Direito à alimentação
Os especialistas ressaltam que o último marco na política de segurança alimentar foi a promulgação pelo Congresso Nacional da emenda à Constituição que introduziu a alimentação entre os direitos fundamentais, em 2010. O marco anterior, de 2006, foi a criação do Sistema Integrado de Segurança Alimentar e Nutricional (Sisan), que envolve ministérios da área social e programas do governo.
“Do ponto de vista formal, institucional, [a PEC e o Sisan] foram avanços importantes, pelo menos no sentido de reconhecer que, no Brasil, o direito à alimentação é um direito humano, antes não tinha nem isso”, destaca o professor Sauer, que foi relator do direito humano à terra e alimentação da DhESCA Brasil – Plataforma Brasileira de Direitos Humanos Econômicos, Sociais, Culturais e Ambientais.
Depois da promulgação, o Brasil intensificou as políticas de combate à pobreza, o que resultou na saída do país do Mapa da Fome, em 2014. Ainda em 2002, o Brasil já tinha atingido a meta de reduzir a fome, conforme os Objetivos do Milênio, estabelecidos pela Organização das Nações Unidas (ONU) em 2000. Para o país, o desafio agora é erradicar a fome até 2030, uma das metas dos Objetivos do Desenvolvimento Sustentável, também estabelecidos pela ONU.

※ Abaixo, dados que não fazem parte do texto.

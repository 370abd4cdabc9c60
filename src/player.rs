//! The engine facade: one [`AiPlayer`] per computer-controlled slot
//!
//! The host calls [`AiPlayer::think`] once per tick. Each call drains the
//! event inbox, runs the single most overdue scheduled task, and re-queues
//! it. All randomness flows through one host-seeded `ChaCha8Rng`; all timing
//! through the view's simulated clock. Two engines built from the same seed
//! and fed the same view produce byte-identical command streams.

use std::time::Instant;

use rand::SeedableRng;
use rand_chacha::ChaCha8Rng;
use tracing::debug;

use crate::core::config::{AiConfig, DifficultyProfile};
use crate::core::types::{BuildingId, GameTime, PlayerId, MINUTE};
use crate::decision::{attack, construction, military, naval, roads, training};
use crate::dna::{ManagementData, PersistentDna, ReviewStats};
use crate::game::buildings::{BuildingCategory, BuildingDescr};
use crate::game::commands::CommandSink;
use crate::game::coordinator::CoordinatorHandle;
use crate::game::events::{EventInbox, GameEvent, ShipReport};
use crate::game::view::GameView;
use crate::scan::{BuildableFieldsCache, MineableFieldsCache};
use crate::sched::{TaskId, TaskPool};
use crate::trackers::observers::{
    ConstructionData, MilitaryData, MilitarySiteObserver, NavalData, ProductionSiteObserver,
    ShipObserver, ShipState, TrainingData, TrainingSiteObserver, WarehouseObserver,
    EnemySiteObserver,
};
use crate::trackers::{BlockedFields, FlagWarehouseDistances, PlayersStrengths};

/// Enemy sites unseen this long are purged by the cleanup task
const ENEMY_SITE_PURGE: GameTime = 10 * MINUTE;
/// Spread between the initial task offsets of different players
const PLAYER_STAGGER: GameTime = 700;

No entanto, o direito à alimentação previsto na Constituição é mais amplo do que simplesmente comer. O direito só é efetivo se a pessoa estiver livre da fome e da desnutrição e tiver acesso a uma alimentação adequada e saudável. No Brasil, cerca de 8 milhões de pessoas ainda passam fome, diz a ONU. E, com a crise econômica atual, os especialistas temem que o problema se agrave e possa levar o país de volta ao Mapa da Fome.
“É importante aquele mapa, mas o fato de o Brasil ter saído dele significa que não temos mais problemas? Não, nós saímos do Mapa da Fome mas ainda tinha muito a ser feito. Por exemplo, o auxílio do Bolsa Família deu um alento, mas não solucionou o problema. Agora, com o limite para os gastos públicos e essa combinação entre recessão e desemprego, que gera pobreza e gera fome, infelizmente, há um risco bastante real de o Brasil, se não voltar para o Mapa da Fome, ter uma quantidade maior de famílias em vulnerabilidade social e alimentar”, afirma Sauer.

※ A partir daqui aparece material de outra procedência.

//! Training-site staffing
//!
//! Decides per training site whether to fill its trainee slots or let them
//! drain. Training eats wares, so quiet stretches with full garrisons favor
//! draining; shortages and recent fighting favor filling.

use tracing::debug;

use crate::core::types::{BuildingId, GameTime, MINUTE};
use crate::decision::signals::{flip, SignalBank};
use crate::decision::slots::{F_TRAINING, MN_TRAINING_THRESHOLD, MN_TRAINING_URGE};
use crate::dna::ManagementData;
use crate::game::commands::{Command, CommandSink};
use crate::trackers::observers::{MilitaryData, TrainingData};

/// Fill decisions per site are rate-limited to this interval
const FILL_COOLDOWN: GameTime = 3 * MINUTE;
/// Window for the "fighting recently" signal
const FIGHT_WINDOW: GameTime = 10 * MINUTE;

/// One pass over all owned training sites
pub fn check_trainingsites(
    training: &mut TrainingData,
    military: &MilitaryData,
    dna: &ManagementData,
    sink: &mut dyn CommandSink,
    now: GameTime,
) {
    if training.trainingsites.is_empty() {
        return;
    }

    let mut site_ids: Vec<BuildingId> = training.trainingsites.keys().copied().collect();
    site_ids.sort_by_key(|id| id.0);

    let soldier_shortage = military.soldier_shortage();
    let fighting = military.attacked_recently(now, FIGHT_WINDOW);

    for id in site_ids {
        let Some(site) = training.trainingsites.get(&id) else {
            continue;
        };
        if site
            .last_fill_request
            .is_some_and(|t| now.saturating_sub(t) < FILL_COOLDOWN)
        {
            continue;
        }

        let mut bank = SignalBank::new();
        bank.set(0, flip(fighting, dna.military_number(MN_TRAINING_URGE) / 10));
        // A shortage means every soldier in training is missing at the front
        bank.set(1, flip(soldier_shortage, -8));
        bank.set(2, flip(site.stationed < site.capacity, 4));
        bank.set(3, flip(military.attackers_sent > 0, 3));

        let sum = bank.masked_sum(&[dna.f_neuron(F_TRAINING)]);
        let threshold = i32::from(dna.military_number(MN_TRAINING_THRESHOLD)).abs() / 4;

        let target = if sum > threshold {
            site.capacity
        } else if sum < -threshold {
            0
        } else {
            continue;
        };

        if target != site.stationed {
            debug!(site = id.0, target, "adjusting training-site fill");
            sink.submit(Command::SetSoldierCapacity {
                building: id,
                capacity: target,
            });
            if let Some(site) = training.trainingsites.get_mut(&id) {
                site.last_fill_request = Some(now);
            }
        }
    }
}

#[cfg(test)]
mod tests {
    use super::*;
    use crate::core::config::AiConfig;
    use crate::core::types::{Coords, PlayerId};
    use crate::core::types::BuildingTypeId;
    use crate::game::commands::CommandLog;
    use crate::trackers::observers::TrainingSiteObserver;
    use rand::rngs::StdRng;
    use rand::SeedableRng;

    fn genome() -> ManagementData {
        let mut rng = StdRng::seed_from_u64(21);
        let mut dna = ManagementData::new(PlayerId(1), &AiConfig::default());
        dna.new_dna_for_persistent(&mut rng);
        dna
    }

    fn site(id: u32) -> TrainingSiteObserver {
        TrainingSiteObserver {
            id: BuildingId(id),
            type_id: BuildingTypeId(7),
            coords: Coords::new(1, 1),
            built_time: 0,
            capacity: 8,
            stationed: 3,
            last_fill_request: None,
        }
    }

    #[test]
    fn test_empty_sites_silent() {
        let mut training = TrainingData::default();
        let military = MilitaryData::default();
        let dna = genome();
        let mut log = CommandLog::new();
        check_trainingsites(&mut training, &military, &dna, &mut log, 0);
        assert!(log.commands.is_empty());
    }

    #[test]
    fn test_fill_cooldown_respected() {
        let mut training = TrainingData::default();
        let mut observer = site(1);
        observer.last_fill_request = Some(0);
        training.trainingsites.insert(BuildingId(1), observer);
        let military = MilitaryData::default();
        let dna = genome();
        let mut log = CommandLog::new();
        check_trainingsites(&mut training, &military, &dna, &mut log, MINUTE);
        assert!(log.commands.is_empty());
    }

    #[test]
    fn test_fill_request_stamps_time() {
        let mut training = TrainingData::default();
        training.trainingsites.insert(BuildingId(1), site(1));
        let military = MilitaryData::default();
        let dna = genome();
        let mut log = CommandLog::new();
        check_trainingsites(&mut training, &military, &dna, &mut log, 10 * MINUTE);
        let observer = training.trainingsites.get(&BuildingId(1)).unwrap();
        // Either the decision was neutral (no command, no stamp) or a
        // command was issued and stamped - never a stamp without a command.
        assert_eq!(
            observer.last_fill_request.is_some(),
            !log.commands.is_empty()
        );
    }
}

A redução pela metade do índice de desperdício de alimentos per capita mundial e as perdas ao longo do processo produtivo até a chegada do alimento ao consumidor também está entre as metas da ONU para 2030. Segundo a FAO, órgão das Nações Unidas para Agricultura e Alimentação, o mundo perde ou desperdiça entre um quarto e um terço dos alimentos produzidos anualmente. O volume equivale a cerca de 1,3 bilhões toneladas de alimentos, o que inclui 30% dos cereais, entre 40% e 50% das raízes, frutas, hortaliças e sementes oleaginosas, 20% da carne e produtos lácteos e 35% dos peixes.
A FAO estima que o total desperdiçado seria suficiente para alimentar 2 milhões de pessoas.

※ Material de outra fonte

//! Genome container: persistent record, live pools, crossover and mutation
//!
//! [`ManagementData`] owns the live pools the decision routines read, and
//! mirrors them into [`PersistentDna`], the fixed-layout record the host
//! stores inside the player's save game. The two must agree at all times;
//! [`ManagementData::test_consistency`] treats any divergence as a
//! programming error, not a recoverable condition.

use ordered_float::OrderedFloat;
use rand::Rng;
use serde::{Deserialize, Serialize};

use crate::core::config::{AiConfig, DifficultyLevel};
use crate::core::types::{GameTime, PlayerId};
use crate::dna::neuron::{FNeuron, Neuron, CURVE_COUNT};
use crate::dna::parents::PARENTS;
use crate::dna::{FNEURON_POOL_SIZE, MILITARY_NUMBERS_SIZE, NEURON_POOL_SIZE, PARENT_COUNT};

/// Genome slot holding the mutation-rate scalar; never mutated itself
const MUTATION_RATE_SLOT: usize = 0;
/// Size of the pre-selected "preferred" slot set per mutation pass
const PREFERRED_SET_SIZE: usize = 4;
/// Preferred slots mutate with probability 1/PREFERRED_DENOMINATOR
const PREFERRED_DENOMINATOR: u32 = 5;
/// Probability denominator floor after difficulty scaling
const MIN_DENOMINATOR: u32 = 8;
/// On a neuron mutation hit, 1-in-N swaps the curve instead of the weight
const CURVE_SWAP_DENOMINATOR: u32 = 4;
/// F-neuron bits flip far more rarely than scalar slots shift
const FNEURON_BIT_FACTOR: u32 = 5;
/// Largest single non-aggressive shift
const MAX_SHIFT: i32 = 10;

/// Fixed-layout genome record stored in the player's save game
///
/// Sizes are compile-time constants; [`PersistentDna::check_sizes`] verifies
/// them at load and any mismatch is fatal.
#[derive(Debug, Clone, Default, PartialEq, Serialize, Deserialize)]
pub struct PersistentDna {
    pub initialized: bool,
    pub military_numbers: Vec<i16>,
    pub neuron_weights: Vec<i8>,
    pub neuron_curves: Vec<u8>,
    pub f_neurons: Vec<u32>,
    /// Index of the primary crossover parent, for training diagnostics
    pub primary_parent: u8,
    pub review_count: u32,
    pub last_score: f32,
}

impl PersistentDna {
    /// Fatal size cross-check between record and pool constants
    pub fn check_sizes(&self) {
        assert!(self.initialized, "persistent genome never initialized");
        assert_eq!(
            self.military_numbers.len(),
            MILITARY_NUMBERS_SIZE,
            "military-number pool size mismatch"
        );
        assert_eq!(
            self.neuron_weights.len(),
            NEURON_POOL_SIZE,
            "neuron weight pool size mismatch"
        );
        assert_eq!(
            self.neuron_curves.len(),
            NEURON_POOL_SIZE,
            "neuron curve pool size mismatch"
        );
        assert_eq!(
            self.f_neurons.len(),
            FNEURON_POOL_SIZE,
            "f-neuron pool size mismatch"
        );
    }
}

/// Outcome signals fed into [`ManagementData::review`]
///
/// Collected by the engine for offline fitness evaluation of training
/// sessions; the score never drives in-game behavior.
#[derive(Debug, Clone, Copy, Default)]
pub struct ReviewStats {
    pub land: u32,
    pub old_land: u32,
    pub attackers: u32,
    pub trained_soldiers: u32,
    pub productive_mines: u32,
    pub ships: u32,
    pub ports: u32,
}

/// The full genome of one computer player
pub struct ManagementData {
    player_id: PlayerId,
    difficulty: DifficultyLevel,
    training_mode: bool,
    wildcard_chance: u32,
    pd: PersistentDna,
    military_numbers: Vec<i16>,
    neuron_pool: Vec<Neuron>,
    f_neuron_pool: Vec<FNeuron>,
    best_score: OrderedFloat<f32>,
    last_mutate_time: GameTime,
}

impl ManagementData {
    /// Create an empty genome; call [`Self::new_dna_for_persistent`] or load
    /// an existing record via [`Self::from_persistent`] before use.
    pub fn new(player_id: PlayerId, config: &AiConfig) -> Self {
        Self {
            player_id,
            difficulty: config.difficulty,
            training_mode: config.training_mode,
            wildcard_chance: config.wildcard_chance,
            pd: PersistentDna::default(),
            military_numbers: Vec::new(),
            neuron_pool: Vec::new(),
            f_neuron_pool: Vec::new(),
            best_score: OrderedFloat(f32::MIN),
            last_mutate_time: 0,
        }
    }

    /// Rebuild a genome from a loaded save record
    pub fn from_persistent(player_id: PlayerId, config: &AiConfig, pd: PersistentDna) -> Self {
        pd.check_sizes();
        let mut data = Self::new(player_id, config);
        data.pd = pd;
        data.copy_persistent_to_live();
        data
    }

    /// The record the host embeds in the save game
    pub fn persistent(&self) -> &PersistentDna {
        &self.pd
    }

    pub fn last_mutate_time(&self) -> GameTime {
        self.last_mutate_time
    }

    pub fn best_score(&self) -> f32 {
        self.best_score.into_inner()
    }

    /// Initialize the persistent genome by two-parent crossover
    ///
    /// Picks two distinct parents from the embedded pool; every slot copies
    /// from the primary parent with overwhelming probability, otherwise from
    /// the secondary.
    pub fn new_dna_for_persistent<R: Rng>(&mut self, rng: &mut R) {
        let primary = rng.gen_range(0..PARENT_COUNT);
        let mut secondary = rng.gen_range(0..PARENT_COUNT);
        while secondary == primary {
            secondary = rng.gen_range(0..PARENT_COUNT);
        }
        let (a, b) = (PARENTS[primary], PARENTS[secondary]);

        self.pd.military_numbers = (0..MILITARY_NUMBERS_SIZE)
            .map(|i| {
                if rng.gen_ratio(9, 10) {
                    a.military_numbers[i]
                } else {
                    b.military_numbers[i]
                }
            })
            .collect();
        self.pd.neuron_weights = (0..NEURON_POOL_SIZE)
            .map(|i| {
                if rng.gen_ratio(9, 10) {
                    a.neuron_weights[i]
                } else {
                    b.neuron_weights[i]
                }
            })
            .collect();
        self.pd.neuron_curves = (0..NEURON_POOL_SIZE)
            .map(|i| {
                if rng.gen_ratio(9, 10) {
                    a.neuron_curves[i]
                } else {
                    b.neuron_curves[i]
                }
            })
            .collect();
        self.pd.f_neurons = (0..FNEURON_POOL_SIZE)
            .map(|i| if rng.gen_ratio(9, 10) { a.f_neurons[i] } else { b.f_neurons[i] })
            .collect();
        self.pd.primary_parent = primary as u8;
        self.pd.initialized = true;
        self.pd.review_count = 0;
        self.pd.last_score = 0.0;

        tracing::debug!(
            player = self.player_id.0,
            primary,
            secondary,
            "genome initialized by crossover"
        );
        self.copy_persistent_to_live();
    }

    /// Rebuild the live pools from the persistent record
    pub fn copy_persistent_to_live(&mut self) {
        self.pd.check_sizes();
        self.military_numbers = self.pd.military_numbers.clone();
        self.neuron_pool = self
            .pd
            .neuron_weights
            .iter()
            .zip(self.pd.neuron_curves.iter())
            .enumerate()
            .map(|(id, (&weight, &curve))| Neuron::new(weight, curve, id as u16))
            .collect();
        self.f_neuron_pool = self
            .pd
            .f_neurons
            .iter()
            .enumerate()
            .map(|(id, &bits)| FNeuron::new(bits, id as u16))
            .collect();
        self.test_consistency(true);
    }

    /// Scalar genome slot
    pub fn military_number(&self, index: usize) -> i16 {
        assert!(index < MILITARY_NUMBERS_SIZE, "military number index out of range");
        self.military_numbers[index]
    }

    pub fn neuron(&self, index: usize) -> &Neuron {
        assert!(index < NEURON_POOL_SIZE, "neuron index out of range");
        &self.neuron_pool[index]
    }

    pub fn f_neuron(&self, index: usize) -> &FNeuron {
        assert!(index < FNEURON_POOL_SIZE, "f-neuron index out of range");
        &self.f_neuron_pool[index]
    }

    /// Probabilistic per-slot mutation gate
    fn do_mutate<R: Rng>(preferred: bool, denominator: u32, rng: &mut R) -> bool {
        if preferred {
            rng.gen_ratio(1, PREFERRED_DENOMINATOR)
        } else {
            rng.gen_ratio(1, denominator.max(1))
        }
    }

    /// Compute a mutated scalar value in [-100, 100]
    ///
    /// Non-aggressive shifts are bounded and clamp at zero instead of
    /// crossing it; aggressive mutation redraws the value outright and may
    /// flip the sign.
    pub(crate) fn mutate_scalar<R: Rng>(old: i32, aggressive: bool, rng: &mut R) -> i32 {
        if aggressive {
            return rng.gen_range(-100..=100);
        }
        let delta = rng.gen_range(1..=MAX_SHIFT);
        let shifted = if rng.gen_bool(0.5) { old + delta } else { old - delta };
        let clamped = shifted.clamp(-100, 100);
        if old > 0 {
            clamped.max(0)
        } else if old < 0 {
            clamped.min(0)
        } else {
            clamped
        }
    }

    /// One mutation pass over the persistent genome
    ///
    /// Intensity scales inversely with difficulty; training sessions may
    /// additionally draw a "wildcard" pass that mutates much harder to keep
    /// a population diverse. Preferred slots (a small random set per pass)
    /// mutate aggressively.
    pub fn mutate<R: Rng>(&mut self, now: GameTime, rng: &mut R) {
        self.pd.check_sizes();
        let profile = self.difficulty.profile();

        let base = 30 + u32::from(self.pd.military_numbers[MUTATION_RATE_SLOT].unsigned_abs()) * 2;
        let mut denominator = (base / profile.mutation_boost).max(MIN_DENOMINATOR);
        let wildcard = self.training_mode && rng.gen_ratio(1, self.wildcard_chance);
        if wildcard {
            denominator = (denominator / 3).max(4);
        }

        let preferred_numbers = Self::pick_preferred(MILITARY_NUMBERS_SIZE, rng);
        let preferred_neurons = Self::pick_preferred(NEURON_POOL_SIZE, rng);

        let mut mutated = 0usize;

        for i in 0..MILITARY_NUMBERS_SIZE {
            if i == MUTATION_RATE_SLOT {
                continue;
            }
            let preferred = preferred_numbers.contains(&i);
            if Self::do_mutate(preferred, denominator, rng) {
                let old = i32::from(self.pd.military_numbers[i]);
                let new = Self::mutate_scalar(old, preferred, rng);
                if new != old {
                    self.pd.military_numbers[i] = new as i16;
                    mutated += 1;
                }
            }
        }

        for i in 0..NEURON_POOL_SIZE {
            let preferred = preferred_neurons.contains(&i);
            if Self::do_mutate(preferred, denominator, rng) {
                if rng.gen_ratio(1, CURVE_SWAP_DENOMINATOR) {
                    let old_curve = self.pd.neuron_curves[i];
                    let mut curve = rng.gen_range(0..CURVE_COUNT as u8);
                    while curve == old_curve {
                        curve = rng.gen_range(0..CURVE_COUNT as u8);
                    }
                    self.pd.neuron_curves[i] = curve;
                } else {
                    let old = i32::from(self.pd.neuron_weights[i]);
                    self.pd.neuron_weights[i] = Self::mutate_scalar(old, preferred, rng) as i8;
                }
                mutated += 1;
            }
        }

        for i in 0..FNEURON_POOL_SIZE {
            let mut f = FNeuron::new(self.pd.f_neurons[i], i as u16);
            if f.mutate(denominator * FNEURON_BIT_FACTOR, rng) {
                self.pd.f_neurons[i] = f.to_int();
                mutated += 1;
            }
        }

        self.last_mutate_time = now;
        tracing::debug!(
            player = self.player_id.0,
            mutated,
            denominator,
            wildcard,
            "genome mutation pass"
        );
        self.copy_persistent_to_live();
    }

    fn pick_preferred<R: Rng>(pool_size: usize, rng: &mut R) -> Vec<usize> {
        if rng.gen_ratio(1, 5) {
            (0..PREFERRED_SET_SIZE)
                .map(|_| rng.gen_range(0..pool_size))
                .collect()
        } else {
            Vec::new()
        }
    }

    /// Cross-check live pools against the persistent record
    ///
    /// Any mismatch is a programming error; this panics rather than limping
    /// on with a desynced genome.
    pub fn test_consistency(&self, full: bool) {
        self.pd.check_sizes();
        assert_eq!(
            self.military_numbers.len(),
            MILITARY_NUMBERS_SIZE,
            "live military-number pool size mismatch"
        );
        assert_eq!(
            self.neuron_pool.len(),
            NEURON_POOL_SIZE,
            "live neuron pool size mismatch"
        );
        assert_eq!(
            self.f_neuron_pool.len(),
            FNEURON_POOL_SIZE,
            "live f-neuron pool size mismatch"
        );
        if !full {
            return;
        }
        for i in 0..MILITARY_NUMBERS_SIZE {
            assert_eq!(
                self.military_numbers[i], self.pd.military_numbers[i],
                "military number {i} desynced from persistent record"
            );
        }
        for (i, neuron) in self.neuron_pool.iter().enumerate() {
            assert_eq!(
                neuron.weight(),
                self.pd.neuron_weights[i],
                "neuron {i} weight desynced from persistent record"
            );
            assert_eq!(
                neuron.curve(),
                self.pd.neuron_curves[i],
                "neuron {i} curve desynced from persistent record"
            );
        }
        for (i, f) in self.f_neuron_pool.iter().enumerate() {
            assert_eq!(
                f.to_int(),
                self.pd.f_neurons[i],
                "f-neuron {i} desynced from persistent record"
            );
        }
    }

    /// Compute the offline fitness score from game outcome signals
    ///
    /// Only training harnesses consume this; in-game behavior never reads
    /// the score.
    pub fn review(&mut self, now: GameTime, stats: &ReviewStats) -> f32 {
        let land_growth = stats.land.saturating_sub(stats.old_land);
        let score = stats.land as f32 * 0.3
            + land_growth as f32 * 0.5
            + stats.attackers as f32 * 0.8
            + stats.trained_soldiers as f32 * 1.5
            + stats.productive_mines as f32 * 2.0
            + stats.ships as f32 * 1.0
            + stats.ports as f32 * 3.0;
        self.pd.review_count += 1;
        self.pd.last_score = score;
        self.best_score = self.best_score.max(OrderedFloat(score));
        tracing::info!(
            player = self.player_id.0,
            time = now,
            score,
            review = self.pd.review_count,
            "genome review"
        );
        score
    }
}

O Brasil não tem estimativa real sobre desperdício de alimentos, o que pode dificultar ainda o cumprimento da meta da ONU de redução das perdas ao longo do processo produtivo. Murillo Freire lembra que é preciso conhecer os números de hoje para reduzir metade daqui a 10, 20 anos.
"Não existe uma meta quando não se tem os dados iniciais. Ainda não temos uma metodologia padrão para avaliar perdas e desperdícios. Qualquer perda e desperdício que se tenha, deve-se considerar várias coisas para incluir nesse resultado. Em que ano se fez essa pesquisa de produção? Que produto foi? É cultivado, melhorado? É resistência à praga e doença? Em qual ano se plantou? Foi na chuva ou na seca, no verão ou no inverno? Qual o nível tecnológico usado, adubação, fertilização? Tem treinamento de mão de obra? Não tem? Tudo isso ocasiona perdas adiante ou produto de má qualidade”, questiona o pesquisador.